Exercise prompt
The string "identified" appears in some lines of the entries that follow; copy each such line.

---

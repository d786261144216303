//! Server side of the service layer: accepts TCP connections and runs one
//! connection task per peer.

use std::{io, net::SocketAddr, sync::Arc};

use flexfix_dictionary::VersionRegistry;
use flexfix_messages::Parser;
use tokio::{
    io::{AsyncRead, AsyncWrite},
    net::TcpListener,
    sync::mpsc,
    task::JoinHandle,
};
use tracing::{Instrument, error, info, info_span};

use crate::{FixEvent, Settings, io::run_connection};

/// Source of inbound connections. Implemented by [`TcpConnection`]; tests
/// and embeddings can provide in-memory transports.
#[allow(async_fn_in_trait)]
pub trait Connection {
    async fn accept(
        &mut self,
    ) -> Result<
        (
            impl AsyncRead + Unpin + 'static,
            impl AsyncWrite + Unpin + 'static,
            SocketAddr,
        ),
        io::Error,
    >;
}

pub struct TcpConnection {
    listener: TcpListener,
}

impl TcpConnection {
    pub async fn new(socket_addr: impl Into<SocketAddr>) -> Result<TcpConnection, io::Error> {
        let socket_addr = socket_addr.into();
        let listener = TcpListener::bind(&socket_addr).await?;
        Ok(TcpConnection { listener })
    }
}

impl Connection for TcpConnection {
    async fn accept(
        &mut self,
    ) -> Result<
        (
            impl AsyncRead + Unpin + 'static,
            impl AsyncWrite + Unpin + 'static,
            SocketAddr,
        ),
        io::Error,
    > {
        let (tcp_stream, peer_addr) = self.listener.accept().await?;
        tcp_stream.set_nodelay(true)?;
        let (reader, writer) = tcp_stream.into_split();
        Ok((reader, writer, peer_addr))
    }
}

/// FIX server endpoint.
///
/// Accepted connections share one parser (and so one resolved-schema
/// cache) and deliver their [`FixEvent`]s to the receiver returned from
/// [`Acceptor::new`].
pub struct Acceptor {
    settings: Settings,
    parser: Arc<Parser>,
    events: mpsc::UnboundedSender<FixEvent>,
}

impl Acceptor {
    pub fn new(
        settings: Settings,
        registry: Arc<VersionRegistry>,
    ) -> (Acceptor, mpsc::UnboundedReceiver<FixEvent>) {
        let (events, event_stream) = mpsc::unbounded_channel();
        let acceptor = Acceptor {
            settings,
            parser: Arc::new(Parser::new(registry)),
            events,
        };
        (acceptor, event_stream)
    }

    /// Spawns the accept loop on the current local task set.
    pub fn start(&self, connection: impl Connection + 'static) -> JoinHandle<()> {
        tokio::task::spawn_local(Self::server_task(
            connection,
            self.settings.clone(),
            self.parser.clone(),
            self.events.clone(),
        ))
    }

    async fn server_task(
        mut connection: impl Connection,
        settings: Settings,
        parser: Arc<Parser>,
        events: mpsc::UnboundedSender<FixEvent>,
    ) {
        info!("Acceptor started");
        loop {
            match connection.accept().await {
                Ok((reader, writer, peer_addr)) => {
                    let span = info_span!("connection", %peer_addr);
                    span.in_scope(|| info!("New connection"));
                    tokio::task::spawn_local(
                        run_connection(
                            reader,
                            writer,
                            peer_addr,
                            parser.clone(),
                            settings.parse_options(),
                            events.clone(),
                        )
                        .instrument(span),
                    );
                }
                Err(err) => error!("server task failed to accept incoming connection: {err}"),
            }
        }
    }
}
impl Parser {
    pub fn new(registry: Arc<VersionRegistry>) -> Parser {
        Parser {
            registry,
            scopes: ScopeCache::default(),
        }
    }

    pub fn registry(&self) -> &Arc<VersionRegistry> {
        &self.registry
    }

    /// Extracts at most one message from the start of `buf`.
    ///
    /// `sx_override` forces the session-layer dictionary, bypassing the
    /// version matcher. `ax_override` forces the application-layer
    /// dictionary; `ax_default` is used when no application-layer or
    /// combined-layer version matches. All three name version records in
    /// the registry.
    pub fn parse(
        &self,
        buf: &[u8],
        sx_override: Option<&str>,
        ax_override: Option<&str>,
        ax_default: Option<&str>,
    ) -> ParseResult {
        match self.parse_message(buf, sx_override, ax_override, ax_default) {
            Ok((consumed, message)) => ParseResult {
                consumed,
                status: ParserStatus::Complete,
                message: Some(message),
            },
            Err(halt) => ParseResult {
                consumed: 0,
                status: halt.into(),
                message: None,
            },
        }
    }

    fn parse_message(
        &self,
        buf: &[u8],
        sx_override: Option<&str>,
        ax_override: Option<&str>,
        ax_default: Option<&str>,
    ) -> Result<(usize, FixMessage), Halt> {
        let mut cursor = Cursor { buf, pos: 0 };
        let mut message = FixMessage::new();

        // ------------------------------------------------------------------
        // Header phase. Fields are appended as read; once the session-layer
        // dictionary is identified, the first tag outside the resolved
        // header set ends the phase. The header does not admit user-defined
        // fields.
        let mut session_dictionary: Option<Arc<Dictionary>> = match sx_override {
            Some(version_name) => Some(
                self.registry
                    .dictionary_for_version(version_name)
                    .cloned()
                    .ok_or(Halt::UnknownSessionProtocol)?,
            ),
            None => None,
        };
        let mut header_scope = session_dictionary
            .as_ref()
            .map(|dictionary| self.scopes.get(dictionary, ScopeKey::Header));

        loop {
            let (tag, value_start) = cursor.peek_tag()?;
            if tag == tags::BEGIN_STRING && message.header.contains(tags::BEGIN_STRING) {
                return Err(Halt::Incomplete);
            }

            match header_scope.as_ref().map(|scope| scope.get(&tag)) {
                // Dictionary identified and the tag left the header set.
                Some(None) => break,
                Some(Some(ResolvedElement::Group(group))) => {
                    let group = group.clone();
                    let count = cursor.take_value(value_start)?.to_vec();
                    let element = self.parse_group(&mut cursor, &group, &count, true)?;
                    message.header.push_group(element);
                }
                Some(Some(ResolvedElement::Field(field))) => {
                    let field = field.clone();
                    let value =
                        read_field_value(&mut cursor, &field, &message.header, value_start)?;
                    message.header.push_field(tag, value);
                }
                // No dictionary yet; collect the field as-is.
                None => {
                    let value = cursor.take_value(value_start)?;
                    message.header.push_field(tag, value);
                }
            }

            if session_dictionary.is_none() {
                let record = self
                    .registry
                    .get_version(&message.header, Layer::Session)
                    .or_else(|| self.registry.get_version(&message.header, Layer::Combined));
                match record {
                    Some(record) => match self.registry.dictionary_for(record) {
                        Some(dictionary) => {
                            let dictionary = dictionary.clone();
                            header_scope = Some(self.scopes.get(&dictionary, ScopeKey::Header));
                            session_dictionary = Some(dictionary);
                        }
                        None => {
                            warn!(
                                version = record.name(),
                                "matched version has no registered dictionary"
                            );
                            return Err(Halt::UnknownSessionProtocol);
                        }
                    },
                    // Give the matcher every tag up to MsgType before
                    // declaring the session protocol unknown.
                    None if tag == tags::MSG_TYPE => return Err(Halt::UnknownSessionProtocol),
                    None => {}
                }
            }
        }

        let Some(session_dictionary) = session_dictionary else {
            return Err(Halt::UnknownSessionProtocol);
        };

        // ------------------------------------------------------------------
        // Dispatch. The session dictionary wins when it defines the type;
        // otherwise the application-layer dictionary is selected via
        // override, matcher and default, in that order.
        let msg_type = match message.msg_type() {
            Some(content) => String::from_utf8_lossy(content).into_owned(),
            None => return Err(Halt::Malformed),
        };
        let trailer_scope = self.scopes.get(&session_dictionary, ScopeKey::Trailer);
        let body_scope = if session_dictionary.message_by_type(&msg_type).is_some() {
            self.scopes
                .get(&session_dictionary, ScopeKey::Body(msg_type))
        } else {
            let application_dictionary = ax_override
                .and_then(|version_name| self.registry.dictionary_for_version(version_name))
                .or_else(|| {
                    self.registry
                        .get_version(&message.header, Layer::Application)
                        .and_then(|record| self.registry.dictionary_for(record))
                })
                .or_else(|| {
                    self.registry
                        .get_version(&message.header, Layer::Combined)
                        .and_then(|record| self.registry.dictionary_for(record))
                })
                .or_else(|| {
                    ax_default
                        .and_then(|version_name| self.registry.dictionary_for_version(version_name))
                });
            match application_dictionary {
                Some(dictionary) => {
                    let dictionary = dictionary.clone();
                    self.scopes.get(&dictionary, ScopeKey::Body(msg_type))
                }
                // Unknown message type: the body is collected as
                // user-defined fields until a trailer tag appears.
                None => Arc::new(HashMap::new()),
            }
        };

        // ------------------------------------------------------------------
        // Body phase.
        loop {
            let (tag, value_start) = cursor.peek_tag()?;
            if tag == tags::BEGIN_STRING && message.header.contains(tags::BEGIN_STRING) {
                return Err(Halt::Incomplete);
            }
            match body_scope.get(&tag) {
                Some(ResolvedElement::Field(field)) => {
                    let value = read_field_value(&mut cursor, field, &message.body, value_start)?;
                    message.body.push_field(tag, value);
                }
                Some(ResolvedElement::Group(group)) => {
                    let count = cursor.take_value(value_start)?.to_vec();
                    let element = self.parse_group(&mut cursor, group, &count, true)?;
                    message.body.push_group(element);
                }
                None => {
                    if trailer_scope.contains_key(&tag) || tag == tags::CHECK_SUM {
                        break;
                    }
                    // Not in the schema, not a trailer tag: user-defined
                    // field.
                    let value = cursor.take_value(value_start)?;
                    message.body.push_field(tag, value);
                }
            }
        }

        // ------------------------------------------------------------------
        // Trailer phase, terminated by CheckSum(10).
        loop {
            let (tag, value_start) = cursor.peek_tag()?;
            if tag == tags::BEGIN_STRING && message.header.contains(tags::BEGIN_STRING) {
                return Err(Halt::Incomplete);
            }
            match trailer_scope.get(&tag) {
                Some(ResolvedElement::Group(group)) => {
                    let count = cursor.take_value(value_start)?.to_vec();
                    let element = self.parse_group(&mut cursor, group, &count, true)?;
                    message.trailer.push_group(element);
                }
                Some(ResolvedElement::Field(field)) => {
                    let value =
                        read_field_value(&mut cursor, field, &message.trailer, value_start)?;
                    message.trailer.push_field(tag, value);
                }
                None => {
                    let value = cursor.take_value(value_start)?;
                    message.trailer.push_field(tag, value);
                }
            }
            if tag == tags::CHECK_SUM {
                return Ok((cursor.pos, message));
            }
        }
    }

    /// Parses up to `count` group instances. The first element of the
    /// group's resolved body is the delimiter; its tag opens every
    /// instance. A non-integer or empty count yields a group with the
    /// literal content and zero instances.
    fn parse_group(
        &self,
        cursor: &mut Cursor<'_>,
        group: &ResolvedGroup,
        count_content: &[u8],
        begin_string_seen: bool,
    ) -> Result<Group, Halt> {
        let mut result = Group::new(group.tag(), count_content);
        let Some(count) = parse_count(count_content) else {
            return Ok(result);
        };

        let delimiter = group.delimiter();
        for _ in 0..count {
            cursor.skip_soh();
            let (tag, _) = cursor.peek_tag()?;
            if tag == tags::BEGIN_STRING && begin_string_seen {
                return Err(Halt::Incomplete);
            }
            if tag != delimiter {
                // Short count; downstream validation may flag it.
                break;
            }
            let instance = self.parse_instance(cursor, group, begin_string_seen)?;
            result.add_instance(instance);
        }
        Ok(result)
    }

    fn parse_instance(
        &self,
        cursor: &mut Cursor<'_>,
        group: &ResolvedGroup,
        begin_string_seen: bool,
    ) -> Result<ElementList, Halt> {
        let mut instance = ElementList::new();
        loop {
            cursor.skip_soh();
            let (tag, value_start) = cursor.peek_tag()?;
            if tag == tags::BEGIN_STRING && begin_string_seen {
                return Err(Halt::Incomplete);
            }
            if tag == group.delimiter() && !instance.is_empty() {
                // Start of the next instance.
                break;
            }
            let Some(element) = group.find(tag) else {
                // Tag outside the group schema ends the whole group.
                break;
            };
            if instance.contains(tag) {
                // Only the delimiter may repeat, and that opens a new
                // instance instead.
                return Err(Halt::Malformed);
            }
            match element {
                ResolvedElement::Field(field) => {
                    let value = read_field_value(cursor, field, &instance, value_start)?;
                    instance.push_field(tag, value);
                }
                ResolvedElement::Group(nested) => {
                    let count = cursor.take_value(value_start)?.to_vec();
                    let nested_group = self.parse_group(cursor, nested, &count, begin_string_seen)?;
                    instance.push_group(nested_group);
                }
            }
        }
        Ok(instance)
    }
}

---

Answer space
        // dictionary is identified, the first tag outside the resolved
                // Dictionary identified and the tag left the header set.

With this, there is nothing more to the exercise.